The Appellate Court ruled, on the authority of Beltran vs. Valbuena, 53 Phil. 697, that in an action for ejectment, claim for compensation for improvements made on the land should be presented as a counterclaim or it would be barred. In other words, the claim in question, in the opinion of the Court of Appeals, should have been set up in the case for eviction in which the claimant was defendant. Accordingly this claim was dismissed, "except in so far as the sum of P700 which should be reimbursed to the claimant," "on the ground that the parties have already agreed on it and in fact payment was tendered by the former administratrix but not accepted by the claimant unless made as settlement pro tanto."

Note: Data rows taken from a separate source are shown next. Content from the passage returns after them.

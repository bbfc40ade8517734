//! Camera seam, frame type and the night-vision path.
//!
//! The camera driver is an external collaborator behind the `Camera` trait:
//! `capture_frame()` returns one frame, or an empty frame on transient
//! error. Night handling is shared crate code so every camera backend
//! behaves identically: a frame whose mean luma falls under the threshold is
//! considered night, and the enhancement path equalizes the luma histogram
//! and applies a small brightness/contrast bump.

use image::codecs::jpeg::JpegEncoder;
use image::{ColorType, ImageEncoder};
use thiserror::Error;

#[derive(Debug, Error)]
pub enum VisionError {
    /// Camera could not be opened or configured. Fatal to startup.
    #[error("camera unavailable: {0}")]
    Camera(String),

    /// Detection backend could not be initialized. Fatal to startup.
    #[error("detector unavailable: {0}")]
    Detector(String),

    /// JPEG encoding failed.
    #[error("encode failed: {0}")]
    Encode(String),

    /// Stream server socket error.
    #[error("stream I/O error: {0}")]
    Stream(#[from] std::io::Error),

    /// Stream TLS context could not be built.
    #[error("stream TLS setup failed: {0}")]
    Tls(String),
}

/// One captured frame, RGB8 interleaved.
#[derive(Debug, Clone, Default)]
pub struct Frame {
    pub width: u32,
    pub height: u32,
    pub data: Vec<u8>,
}

impl Frame {
    pub fn new(width: u32, height: u32, data: Vec<u8>) -> Self {
        debug_assert_eq!(data.len(), (width * height * 3) as usize);
        Frame {
            width,
            height,
            data,
        }
    }

    /// An empty frame signals a transient capture failure.
    pub fn empty() -> Self {
        Frame::default()
    }

    pub fn is_empty(&self) -> bool {
        self.data.is_empty()
    }

    /// Encodes the frame as JPEG at the given quality.
    pub fn encode_jpeg(&self, quality: u8) -> Result<Vec<u8>, VisionError> {
        let mut out = Vec::new();
        JpegEncoder::new_with_quality(&mut out, quality)
            .write_image(&self.data, self.width, self.height, ColorType::Rgb8)
            .map_err(|e| VisionError::Encode(e.to_string()))?;
        Ok(out)
    }
}

/// A camera device.
pub trait Camera: Send {
    /// Opens and configures the device. Failure aborts service startup.
    fn open(&mut self) -> Result<(), VisionError>;

    /// Captures one frame; empty on transient error.
    fn capture_frame(&mut self) -> Frame;
}

/// ITU-R BT.601 luma of one RGB pixel.
fn luma(r: u8, g: u8, b: u8) -> u8 {
    ((299 * r as u32 + 587 * g as u32 + 114 * b as u32) / 1000) as u8
}

/// Mean luma over the whole frame; 0 for an empty frame.
pub fn mean_luma(frame: &Frame) -> u8 {
    if frame.is_empty() {
        return 0;
    }
    let mut sum: u64 = 0;
    for px in frame.data.chunks_exact(3) {
        sum += luma(px[0], px[1], px[2]) as u64;
    }
    (sum / (frame.data.len() as u64 / 3)) as u8
}

/// Night detection: mean luma below the configured threshold.
pub fn is_night(frame: &Frame, threshold: u8) -> bool {
    if frame.is_empty() {
        return false;
    }
    mean_luma(frame) < threshold
}

/// Night enhancement: luma-channel histogram equalization followed by a
/// brightness +10 / contrast +20 adjustment.
pub fn enhance_night(frame: &Frame) -> Frame {
    if frame.is_empty() {
        return frame.clone();
    }

    // Histogram over the luma channel.
    let mut histogram = [0u32; 256];
    for px in frame.data.chunks_exact(3) {
        histogram[luma(px[0], px[1], px[2]) as usize] += 1;
    }

    // Equalization lookup from the cumulative distribution.
    let total = (frame.data.len() / 3) as u32;
    let mut lut = [0u8; 256];
    let mut cumulative = 0u32;
    for (level, count) in histogram.iter().enumerate() {
        cumulative += count;
        lut[level] = ((cumulative as u64 * 255) / total as u64) as u8;
    }

    // Scale each pixel so its luma lands on the equalized value, keeping the
    // channel ratios (chroma) intact, then apply brightness/contrast.
    let mut data = Vec::with_capacity(frame.data.len());
    for px in frame.data.chunks_exact(3) {
        let y = luma(px[0], px[1], px[2]);
        let target = lut[y as usize] as u32;
        for &channel in px {
            let scaled = if y == 0 {
                target
            } else {
                channel as u32 * target / y as u32
            };
            data.push(adjust(scaled.min(255) as u8, 10, 20));
        }
    }

    Frame::new(frame.width, frame.height, data)
}

/// Brightness/contrast in the `alpha * v + beta` form: contrast is percent
/// gain, brightness an additive offset.
fn adjust(value: u8, brightness: i32, contrast: i32) -> u8 {
    let alpha = 1.0 + contrast as f32 / 100.0;
    let adjusted = value as f32 * alpha + brightness as f32;
    adjusted.clamp(0.0, 255.0) as u8
}

/// Development camera: a slowly drifting gradient, paced at the target FPS.
///
/// Exercises the full capture/detect/stream path on hosts without a camera.
pub struct TestPatternCamera {
    width: u32,
    height: u32,
    fps: u32,
    tick: u32,
    opened: bool,
}

impl TestPatternCamera {
    pub fn new(width: u32, height: u32, fps: u32) -> Self {
        TestPatternCamera {
            width,
            height,
            fps,
            tick: 0,
            opened: false,
        }
    }
}

impl Camera for TestPatternCamera {
    fn open(&mut self) -> Result<(), VisionError> {
        self.opened = true;
        Ok(())
    }

    fn capture_frame(&mut self) -> Frame {
        if !self.opened {
            return Frame::empty();
        }
        std::thread::sleep(std::time::Duration::from_secs_f64(1.0 / self.fps as f64));
        self.tick = self.tick.wrapping_add(1);

        let mut data = Vec::with_capacity((self.width * self.height * 3) as usize);
        for y in 0..self.height {
            for x in 0..self.width {
                data.push(((x + self.tick) % 256) as u8);
                data.push(((y + self.tick) % 256) as u8);
                data.push(((x + y) % 256) as u8);
            }
        }
        Frame::new(self.width, self.height, data)
    }
}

An analogous question was presented in Dilag & Co., Inc. vs. Vicente Merced and Sixto Zandueta, 45 No. 12 Off. Gaz., 5536. In that case the Court observed that in accordance with the decision of the Supreme Court of Spain of September 27, 1906, "Manresa seems to be inclined to the opinion that the vendee, after notice to the vendor, may ask in the same action that in case the eviction is realized the said vendor be liable to him on the warranty against eviction;" and "conformably with that above view and considering that the law does not favor multiplicity of suits," the Court came to the conclusion that the appellants' cross-complaint for breach of implied warranty against eviction should be upheld and the vendor ordered to return to the vendee the value of the truck at the time he was actually deprived of his possession with the proper damages under Article 1478 of the Civil Code.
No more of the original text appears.